The records:

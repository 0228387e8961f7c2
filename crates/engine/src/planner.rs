//! Decision planning: choosing the next action for an execution.
//!
//! Planning is pure and replay-safe. The same (definition, state) pair always
//! yields the same decision, an activity identifier is never scheduled twice,
//! and a later step never schedules before every activity of the step ahead
//! of it has succeeded.

use serde_json::Value as JsonValue;

use galley_types::{ActivitySpec, WorkflowDefinition};

use crate::state::{ActivityOutcome, ExecutionState};

/// An activity spec bound to the input payload it will be scheduled with.
#[derive(Debug, Clone, PartialEq)]
pub struct BoundActivity {
    /// The definition's spec for this activity.
    pub spec: ActivitySpec,
    /// Input resolved at planning time: the spec's static input when present,
    /// otherwise the run input (first step) or the carried payload.
    pub input: JsonValue,
}

/// The single action produced by one planning call.
#[derive(Debug, Clone, PartialEq)]
pub enum Decision {
    /// Schedule these activities; empty means wait for in-flight work.
    Schedule(Vec<BoundActivity>),
    /// Every step succeeded; close the execution with the final payload.
    Complete(JsonValue),
    /// Close the execution as failed.
    Fail {
        reason: String,
        details: Option<String>,
    },
}

/// Computes the next action for an execution.
///
/// Any observed failure, timeout, or cancel request terminates the execution
/// immediately; retries are the activity worker layer's concern, never the
/// engine's. Otherwise the first step that has not fully succeeded determines
/// what to do: schedule its remaining activities, or wait while some are
/// still in flight. With no incomplete step left, the execution completes
/// with the payload carried from the final step.
pub fn plan(definition: &WorkflowDefinition, state: &ExecutionState) -> Decision {
    if state.cancel_requested() {
        return Decision::Fail {
            reason: "cancel requested".into(),
            details: None,
        };
    }

    if let Some(decision) = first_fault(state) {
        return decision;
    }

    for (step_index, step) in definition.steps.iter().enumerate() {
        let mut pending = Vec::new();
        let mut in_flight = false;

        for spec in &step.activities {
            match state.outcome(&spec.activity_id) {
                ActivityOutcome::Succeeded(_) => {}
                ActivityOutcome::Scheduled => in_flight = true,
                ActivityOutcome::NotScheduled => pending.push(spec),
                // Faults were handled above.
                ActivityOutcome::Failed { .. } | ActivityOutcome::TimedOut(_) => {}
            }
        }

        if in_flight {
            return Decision::Schedule(Vec::new());
        }
        if !pending.is_empty() {
            let bound = pending
                .into_iter()
                .map(|spec| BoundActivity {
                    spec: spec.clone(),
                    input: bind_input(spec, step_index, state),
                })
                .collect();
            return Decision::Schedule(bound);
        }
        // Step fully succeeded (or empty); fall through to the next one.
    }

    Decision::Complete(state.carried_payload().clone())
}

fn first_fault(state: &ExecutionState) -> Option<Decision> {
    for (activity_id, outcome) in state.outcomes() {
        match outcome {
            ActivityOutcome::Failed { reason, details } => {
                return Some(Decision::Fail {
                    reason: reason.clone(),
                    details: details.clone(),
                });
            }
            ActivityOutcome::TimedOut(kind) => {
                return Some(Decision::Fail {
                    reason: format!("activity '{activity_id}' timed out ({kind})"),
                    details: None,
                });
            }
            _ => {}
        }
    }
    None
}

fn bind_input(spec: &ActivitySpec, step_index: usize, state: &ExecutionState) -> JsonValue {
    if let Some(input) = &spec.input {
        return input.clone();
    }
    if step_index == 0 {
        state.run_input().clone()
    } else {
        state.carried_payload().clone()
    }
}

#[cfg(test)]
mod tests {
    use serde_json::json;

    use galley_types::{EventAttributes, HistoryEvent, HistoryPage};

    use super::*;
    use crate::builder::DefinitionTemplate;

    fn definition() -> WorkflowDefinition {
        let template: DefinitionTemplate = serde_yaml::from_str(
            r#"
name: publish-article
version: "1"
steps:
  - activities:
      - activity_type: ConvertImages
        activity_id: A1
      - activity_type: RenderPdf
        activity_id: A2
  - activities:
      - activity_type: DepositArchive
        activity_id: B1
"#,
        )
        .expect("parse template");
        template.build(json!({"article": 353}))
    }

    fn state_after(definition: &WorkflowDefinition, events: Vec<EventAttributes>) -> ExecutionState {
        let events = events
            .into_iter()
            .enumerate()
            .map(|(index, attributes)| HistoryEvent {
                event_id: index as u64 + 1,
                attributes,
            })
            .collect();
        ExecutionState::reduce(
            definition,
            &[HistoryPage {
                events,
                next_page_token: None,
            }],
        )
        .expect("reduce")
    }

    fn scheduled(activity_id: &str) -> EventAttributes {
        EventAttributes::ActivityScheduled {
            activity_id: activity_id.into(),
        }
    }

    fn completed(activity_id: &str, result: JsonValue) -> EventAttributes {
        EventAttributes::ActivityCompleted {
            activity_id: activity_id.into(),
            result,
        }
    }

    #[test]
    fn schedules_the_whole_first_step_with_the_run_input() {
        let definition = definition();
        let state = state_after(
            &definition,
            vec![EventAttributes::ExecutionStarted { input: json!({"article": 353}) }],
        );

        let Decision::Schedule(bound) = plan(&definition, &state) else {
            panic!("expected a schedule decision");
        };
        let ids: Vec<&str> = bound.iter().map(|b| b.spec.activity_id.as_str()).collect();
        assert_eq!(ids, vec!["A1", "A2"]);
        assert!(bound.iter().all(|b| b.input == json!({"article": 353})));
    }

    #[test]
    fn waits_while_the_current_step_is_in_flight() {
        let definition = definition();
        let state = state_after(
            &definition,
            vec![
                EventAttributes::ExecutionStarted { input: json!(null) },
                scheduled("A1"),
                scheduled("A2"),
            ],
        );

        assert_eq!(plan(&definition, &state), Decision::Schedule(Vec::new()));
    }

    #[test]
    fn gates_the_second_step_on_full_first_step_success() {
        let definition = definition();
        let state = state_after(
            &definition,
            vec![
                EventAttributes::ExecutionStarted { input: json!(null) },
                scheduled("A1"),
                scheduled("A2"),
                completed("A1", json!({"images": 4})),
            ],
        );

        // A2 still in flight: nothing new, and in particular no B1.
        assert_eq!(plan(&definition, &state), Decision::Schedule(Vec::new()));
    }

    #[test]
    fn carries_the_latest_completion_payload_into_the_next_step() {
        let definition = definition();
        let state = state_after(
            &definition,
            vec![
                EventAttributes::ExecutionStarted { input: json!({"article": 353}) },
                scheduled("A1"),
                scheduled("A2"),
                completed("A1", json!({"images": 4})),
                completed("A2", json!({"pdf": "353.pdf"})),
            ],
        );

        let Decision::Schedule(bound) = plan(&definition, &state) else {
            panic!("expected a schedule decision");
        };
        assert_eq!(bound.len(), 1);
        assert_eq!(bound[0].spec.activity_id, "B1");
        assert_eq!(bound[0].input, json!({"pdf": "353.pdf"}));
    }

    #[test]
    fn schedules_only_the_never_scheduled_remainder() {
        let definition = definition();
        // A1 already succeeded, A2 never scheduled, nothing in flight.
        let state = state_after(
            &definition,
            vec![
                EventAttributes::ExecutionStarted { input: json!(null) },
                scheduled("A1"),
                completed("A1", json!(1)),
            ],
        );

        let Decision::Schedule(bound) = plan(&definition, &state) else {
            panic!("expected a schedule decision");
        };
        let ids: Vec<&str> = bound.iter().map(|b| b.spec.activity_id.as_str()).collect();
        assert_eq!(ids, vec!["A2"]);
    }

    #[test]
    fn fails_fast_on_any_activity_failure() {
        let definition = definition();
        let state = state_after(
            &definition,
            vec![
                EventAttributes::ExecutionStarted { input: json!(null) },
                scheduled("A1"),
                scheduled("A2"),
                EventAttributes::ActivityFailed {
                    activity_id: "A2".into(),
                    reason: "x".into(),
                    details: None,
                },
            ],
        );

        assert_eq!(
            plan(&definition, &state),
            Decision::Fail {
                reason: "x".into(),
                details: None
            }
        );
    }

    #[test]
    fn fails_on_timeout_with_the_kind_in_the_reason() {
        let definition = definition();
        let state = state_after(
            &definition,
            vec![
                scheduled("A1"),
                EventAttributes::ActivityTimedOut {
                    activity_id: "A1".into(),
                    timeout_kind: galley_types::TimeoutKind::StartToClose,
                },
            ],
        );

        let Decision::Fail { reason, .. } = plan(&definition, &state) else {
            panic!("expected a fail decision");
        };
        assert!(reason.contains("A1"), "unexpected reason: {reason}");
        assert!(reason.contains("START_TO_CLOSE"), "unexpected reason: {reason}");
    }

    #[test]
    fn fails_on_cancel_request_regardless_of_in_flight_work() {
        let definition = definition();
        let state = state_after(
            &definition,
            vec![scheduled("A1"), EventAttributes::ExecutionCancelRequested],
        );

        assert_eq!(
            plan(&definition, &state),
            Decision::Fail {
                reason: "cancel requested".into(),
                details: None
            }
        );
    }

    #[test]
    fn completes_with_the_final_carried_payload() {
        let definition = definition();
        let state = state_after(
            &definition,
            vec![
                EventAttributes::ExecutionStarted { input: json!(null) },
                scheduled("A1"),
                scheduled("A2"),
                completed("A1", json!(1)),
                completed("A2", json!(2)),
                scheduled("B1"),
                completed("B1", json!({"archived": true})),
            ],
        );

        assert_eq!(plan(&definition, &state), Decision::Complete(json!({"archived": true})));
    }

    #[test]
    fn planning_a_terminal_state_is_idempotent() {
        let definition = definition();
        let state = state_after(
            &definition,
            vec![
                scheduled("A1"),
                EventAttributes::ActivityFailed {
                    activity_id: "A1".into(),
                    reason: "boom".into(),
                    details: Some("stack".into()),
                },
            ],
        );

        let first = plan(&definition, &state);
        let second = plan(&definition, &state);
        assert_eq!(first, second);
        assert!(matches!(first, Decision::Fail { .. }));
    }

    #[test]
    fn empty_steps_are_immediately_complete() {
        let template: DefinitionTemplate = serde_yaml::from_str(
            r#"
name: empty
version: "1"
steps:
  - activities: []
"#,
        )
        .expect("parse template");
        let definition = template.build(json!({"article": 1}));
        let state = ExecutionState::new(&definition);

        assert_eq!(plan(&definition, &state), Decision::Complete(json!({"article": 1})));
    }
}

Task description:
The response must consist solely of the lines from the top of the records through the line holding "Input resolved at", copied word for word.

Solved exercise:
repository 0228387e8961f7c2
filename crates/engine/src/planner.rs
//! Decision planning: choosing the next action for an execution.
//!
//! Planning is pure and replay-safe. The same (definition, state) pair always
//! yields the same decision, an activity identifier is never scheduled twice,
//! and a later step never schedules before every activity of the step ahead
//! of it has succeeded.

use serde_json::Value as JsonValue;

use galley_types::{ActivitySpec, WorkflowDefinition};

use crate::state::{ActivityOutcome, ExecutionState};

/// An activity spec bound to the input payload it will be scheduled with.
#[derive(Debug, Clone, PartialEq)]
pub struct BoundActivity {
    /// The definition's spec for this activity.
    pub spec: ActivitySpec,
    /// Input resolved at planning time: the spec's static input when present,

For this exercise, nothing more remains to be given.